Infusion of prostaglandin E2 (PGE2) has been previously shown to inhibit acute insulin release and cause glucose intolerance. The present studies were undertaken to assess the effects of PGE2 on 1) pancreatic beta-cell sensitivity to glucose, 2) glucose tolerance, 3) tissue sensitivity to insulin, 4) glucose production and clearance, and 5) plasma catecholamine, glucagon, and FFA levels. Six healthy adult subjects were studied with the hyperglycemic clamp technique (plasma glucose 125 mg/dl above basal for 2 h) before and 30 min after the start of a PGE2 infusion (10 micrograms/min). Plasma epinephrine, norepinephrine, and FFA were measured during the PGE2 infusion. In additional experiments, glucose production and utilization were measured isotopically ([3-3H]glucose) during PGE2 infusion. PG infusion diminished, but not significantly, acute insulin release (0-10 min preinfusion, 172 +/- 36; postinfusion, 148 +/- 45 microunits/ml . 10 min). Late insulin release (20-120 min) was unchanged. A significant decline occurred in the amount of glucose metabolized from 9 +/- 1.1 to 7.2 +/- 1 mg/kg . min. During the initial 30 min of PGE2 infusion, plasma FFA increased by 26 +/- 6% (P less than 0.025). Plasma epinephrine and norepinephrine rose from 40 +/- 6 to 104 +/- 24 pg/ml (P less than 0.05) and 204 +/- 17 to 440 +/- 30 pg/ml (P less than 0.01), respectively. PGE2 produced a prompt 30% rise in glucose output, which declined to basal levels by 60 min. Glucose clearance decreased transiently at 45 min by 23%. We conclude that the effects on glucose homeostasis noted during PGE2 infusion occur in the face of heightened adrenergic activity.
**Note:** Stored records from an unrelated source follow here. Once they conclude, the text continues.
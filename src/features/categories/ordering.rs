use std::cmp::Ordering;
use std::collections::HashMap;

use crate::features::categories::models::Category;

/// Navigation ordering for top-level categories.
///
/// Slugs in the preferred list come first, in list position. Everything else
/// follows, ordered by name ignoring case. Exact name and then slug break the
/// remaining ties so the order is total.
#[derive(Debug, Clone)]
pub struct PreferredOrder {
    positions: HashMap<String, usize>,
}

impl PreferredOrder {
    pub fn new<I, S>(slugs: I) -> Self
    where
        I: IntoIterator<Item = S>,
        S: Into<String>,
    {
        let mut positions = HashMap::new();
        for (index, slug) in slugs.into_iter().enumerate() {
            // first occurrence wins
            positions.entry(slug.into()).or_insert(index);
        }
        Self { positions }
    }

    pub fn position(&self, slug: &str) -> Option<usize> {
        self.positions.get(slug).copied()
    }

    pub fn compare(&self, a: &Category, b: &Category) -> Ordering {
        match (self.position(&a.slug), self.position(&b.slug)) {
            (Some(a_pos), Some(b_pos)) => a_pos.cmp(&b_pos),
            (Some(_), None) => Ordering::Less,
            (None, Some(_)) => Ordering::Greater,
            (None, None) => a
                .name
                .to_lowercase()
                .cmp(&b.name.to_lowercase())
                .then_with(|| a.name.cmp(&b.name))
                .then_with(|| a.slug.cmp(&b.slug)),
        }
    }

    pub fn sort(&self, categories: &mut [Category]) {
        categories.sort_by(|a, b| self.compare(a, b));
    }
}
These metabolic responses closely resemble adrenergically induced changes in glucose homeostasis. As such, before any metabolic effects can be attributed directly to infused PGE2, any metabolic effects can be attributed directly to infused PGE2, the role of concomitant catecholamine release must be considered.

摘要

先前的研究表明,输注前列腺素E2(PGE2)可抑制急性胰岛素释放并导致葡萄糖不耐受。本研究旨在评估PGE2对以下方面的影响:1)胰腺β细胞对葡萄糖的敏感性;2)葡萄糖耐量;3)组织对胰岛素的敏感性;4)葡萄糖生成和清除;5)血浆儿茶酚胺、胰高血糖素和游离脂肪酸(FFA)水平。在开始输注PGE2(10微克/分钟)前和开始后30分钟,使用高血糖钳夹技术(血浆葡萄糖比基础值高125毫克/分升,持续2小时)对6名健康成年受试者进行了研究。在输注PGE2期间测量血浆肾上腺素、去甲肾上腺素和FFA。在额外的实验中,在输注PGE2期间通过同位素([3-3H]葡萄糖)测量葡萄糖生成和利用。PGE2输注使急性胰岛素释放减少,但不显著(输注前0-10分钟,172±36;输注后,148±45微单位/毫升·10分钟)。晚期胰岛素释放(20-120分钟)未改变。葡萄糖代谢量从9±1.1显著下降至7.2±1毫克/千克·分钟。在输注PGE2的最初30分钟内,血浆FFA增加了26±6%(P<0.025)。血浆肾上腺素和去甲肾上腺素分别从40±6上升至104±24皮克/毫升(P<0.05)和从204±17上升至440±30皮克/毫升(P<0.01)。PGE2使葡萄糖输出迅速增加30%,到60分钟时降至基础水平。葡萄糖清除率在45分钟时短暂下降23%。我们得出结论,在输注PGE2期间观察到的对葡萄糖稳态的影响是在肾上腺素能活性增强的情况下发生的。这些代谢反应与肾上腺素能诱导的葡萄糖稳态变化非常相似。因此,在任何代谢效应可直接归因于输注的PGE2之前,必须考虑伴随的儿茶酚胺释放的作用。